The report, prepared by seven United Nations entities, highlights how sustainable water management can enhance efficiency, inclusivity, resilience, and sustainability in the region’s food and agriculture sectors.
It calls for intensified action to eliminate hunger, food insecurity, and malnutrition by 2030.
Despite the region having lower hunger and food insecurity rates compared to the global average, some countries still struggle due to socioeconomic factors, climate risks, and conflicts, including the ongoing war in Ukraine.
While global undernourishment remained at 9.1 per cent in 2023, Europe and Central Asia maintained a rate below 2.5 per cent since 2005.
However, in Central Asia, approximately 2.3 million people (3 per cent of the population) still experience inadequate dietary intake.
Additionally, about 107.2 million people—11.5 per cent of the regional population—faced moderate or severe food insecurity in 2023, though this was a slight improvement from the previous year.
The region has made progress in reducing childhood stunting and wasting, and anaemia among women aged 15-49 is significantly lower than the global estimate.

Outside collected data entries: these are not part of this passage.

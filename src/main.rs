use clap::{Parser, Subcommand};
use cpsjit::asm::{AbstractionPreference, Assembly, Disassembler};
use cpsjit::{CompileError, Compiler, CompilerConfig, Program, TargetMethod};
use serde::Serialize;
use std::path::{Path, PathBuf};
use std::process::ExitCode;
use tracing_subscriber::EnvFilter;

/// Exit status for compiler bugs and exhausted resources.
const EXIT_FATAL: u8 = 70;
/// Exit status for malformed input.
const EXIT_INPUT: u8 = 1;

#[derive(Parser)]
#[command(name = "cpsjit")]
#[command(about = "Compile stack bytecode to AArch64 code bundles", long_about = None)]
struct Cli {
    #[command(subcommand)]
    command: Commands,

    /// Log everything the compiler does
    #[arg(long, global = true)]
    trace: bool,
}

#[derive(Subcommand)]
enum Commands {
    /// Compile a JSON program and install it in a fresh code cache
    Compile {
        /// JSON list of bytecode methods
        program: PathBuf,

        /// TOML configuration file
        #[arg(long)]
        config: Option<PathBuf>,

        /// Print the disassembly of every method
        #[arg(long)]
        disasm: bool,

        /// Print the reference maps of every stop
        #[arg(long)]
        ref_maps: bool,

        /// Defer call linking until every method is installed
        #[arg(long)]
        boot_image: bool,

        /// Do not inline callees
        #[arg(long)]
        no_inline: bool,

        /// Print a JSON summary instead of text
        #[arg(long)]
        json: bool,
    },
    /// Disassemble raw AArch64 code
    Disasm {
        /// File holding the code
        file: PathBuf,

        /// The file holds hex text rather than raw bytes
        #[arg(long)]
        hex: bool,

        /// Report raw instruction forms only, no aliases
        #[arg(long)]
        raw: bool,

        /// Fail on words no template accepts instead of printing them as bytes
        #[arg(long)]
        no_inline_bytes: bool,

        /// Address of the first byte
        #[arg(long, value_parser = parse_address, default_value = "0")]
        start: u64,
    },
    /// Print the default configuration as TOML
    Config,
}

#[derive(Serialize)]
struct MethodSummary {
    method: String,
    region: usize,
    start: u64,
    code_start: u64,
    code_size: usize,
    frame_size: u32,
    scalar_literal_bytes: usize,
    reference_literals: usize,
    direct_calls: usize,
    indirect_calls: usize,
    safepoints: usize,
    catch_ranges: usize,
}

impl MethodSummary {
    fn of(method: &TargetMethod) -> Self {
        Self {
            method: method.key().to_string(),
            region: method.region(),
            start: method.start(),
            code_start: method.code_start(),
            code_size: method.code().len(),
            frame_size: method.frame_size(),
            scalar_literal_bytes: method.scalar_literals().len(),
            reference_literals: method.reference_literals().len(),
            direct_calls: method.direct_calls(),
            indirect_calls: method.indirect_calls(),
            safepoints: method.safepoints(),
            catch_ranges: method.catch_table().range_positions.len(),
        }
    }
}

fn parse_address(text: &str) -> Result<u64, String> {
    let parsed = match text.strip_prefix("0x").or_else(|| text.strip_prefix("0X")) {
        Some(hex) => u64::from_str_radix(hex, 16),
        None => text.parse(),
    };
    parsed.map_err(|e| format!("invalid address {text:?}: {e}"))
}

fn parse_hex(text: &str) -> Result<Vec<u8>, CompileError> {
    let digits: Vec<char> = text.chars().filter(|c| !c.is_whitespace()).collect();
    if digits.len() % 2 != 0 {
        return Err(CompileError::Input("odd number of hex digits".into()));
    }
    digits
        .chunks(2)
        .map(|pair| {
            let byte: String = pair.iter().collect();
            u8::from_str_radix(&byte, 16).map_err(|_| CompileError::Input(format!("invalid hex byte {byte:?}")))
        })
        .collect()
}

fn init_tracing(trace: bool) {
    let filter = if trace {
        EnvFilter::new("cpsjit=trace")
    } else {
        EnvFilter::try_from_default_env().unwrap_or_else(|_| EnvFilter::new("warn"))
    };
    tracing_subscriber::fmt().with_env_filter(filter).with_writer(std::io::stderr).init();
}

fn read(path: &Path) -> Result<Vec<u8>, CompileError> {
    std::fs::read(path).map_err(|source| CompileError::Io { path: path.display().to_string(), source })
}

#[allow(clippy::too_many_arguments)]
fn compile(
    program: &Path,
    config: Option<&Path>,
    disasm: bool,
    ref_maps: bool,
    boot_image: bool,
    no_inline: bool,
    json: bool,
) -> Result<(), CompileError> {
    let mut config = match config {
        Some(path) => CompilerConfig::load(path)?,
        None => CompilerConfig::default(),
    };
    config.compiler.building_boot_image |= boot_image;
    if no_inline {
        config.compiler.inline = false;
    }
    let compiler = Compiler::new(config)?;

    let text = read(program)?;
    let text = String::from_utf8(text).map_err(|e| CompileError::Input(e.to_string()))?;
    let program = Program::from_json(&text)?;
    let methods = compiler.compile_all(&program)?;

    if json {
        let summaries: Vec<MethodSummary> = methods.iter().map(|m| MethodSummary::of(m)).collect();
        let out = serde_json::to_string_pretty(&summaries).map_err(|e| CompileError::Input(e.to_string()))?;
        println!("{out}");
        return Ok(());
    }

    let register_names: Vec<String> = compiler
        .target()
        .registers
        .allocatable
        .iter()
        .map(|r| format!("x{}", r.code()))
        .collect();
    let register_names: Vec<&str> = register_names.iter().map(String::as_str).collect();
    for method in &methods {
        println!(
            "{}: region {} at {:#x}, {} code bytes, frame {}",
            method.key(),
            method.region(),
            method.code_start(),
            method.code().len(),
            method.frame_size()
        );
        if disasm {
            print!("{}", compiler.disassemble(method)?);
        }
        if ref_maps {
            print!("{}", method.reference_map_dump(&register_names));
        }
    }
    println!(
        "{} methods, {} bytes in {} regions",
        methods.len(),
        compiler.code_manager().total_size(),
        compiler.code_manager().regions().len()
    );
    Ok(())
}

fn disasm(file: &Path, hex: bool, raw: bool, no_inline_bytes: bool, start: u64) -> Result<(), CompileError> {
    let bytes = read(file)?;
    let code = if hex {
        let text = String::from_utf8(bytes).map_err(|e| CompileError::Input(e.to_string()))?;
        parse_hex(&text)?
    } else {
        bytes
    };
    let preference = if raw { AbstractionPreference::Raw } else { AbstractionPreference::Synthetic };
    let text = Disassembler::new(Assembly::aarch64(), start)
        .with_preference(preference)
        .inline_invalid_as_bytes(!no_inline_bytes)
        .render(&code)?;
    print!("{text}");
    Ok(())
}

fn run(cli: Cli) -> Result<(), CompileError> {
    match cli.command {
        Commands::Compile { program, config, disasm, ref_maps, boot_image, no_inline, json } => {
            compile(&program, config.as_deref(), disasm, ref_maps, boot_image, no_inline, json)
        }
        Commands::Disasm { file, hex, raw, no_inline_bytes, start } => disasm(&file, hex, raw, no_inline_bytes, start),
        Commands::Config => {
            print!("{}", CompilerConfig::default().to_toml()?);
            Ok(())
        }
    }
}

fn main() -> ExitCode {
    let cli = Cli::parse();
    init_tracing(cli.trace);
    match run(cli) {
        Ok(()) => ExitCode::SUCCESS,
        Err(e) => {
            eprintln!("error: {e}");
            ExitCode::from(if e.is_fatal() { EXIT_FATAL } else { EXIT_INPUT })
        }
    }
}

However, adult obesity is rising, with over 20 per cent of the population affected in 2022, surpassing the global average of 15.8 per cent. While childhood overweight rates are declining, they still exceed global figures.
Furthermore, 64.3 million people—6.9 per cent of the population—could not afford a healthy diet in 2022, a figure far below the global average of 35.4 per cent.
Water security remains a critical issue, extending beyond scarcity to include drinking water access, sanitation, hygiene, water-use efficiency, quality, and governance.
The report identifies deteriorating infrastructure, climate variability, water pollution, weak governance, and transboundary cooperation issues as key challenges.
In highly water-stressed countries, inefficient agricultural water use exacerbates these problems, especially with rising demand for water-intensive animal products.
The findings suggest that higher-income countries tend to be more water secure, but rural areas in Central Asia and the Caucasus still face poor water access, affecting nutrition outcomes.
The report urges tailored national water strategies, investments in conservation, recycling, and reuse, and improved transboundary cooperation to enhance water management.
By addressing these challenges, the region can strengthen agricultural resilience and ensure long-term food security.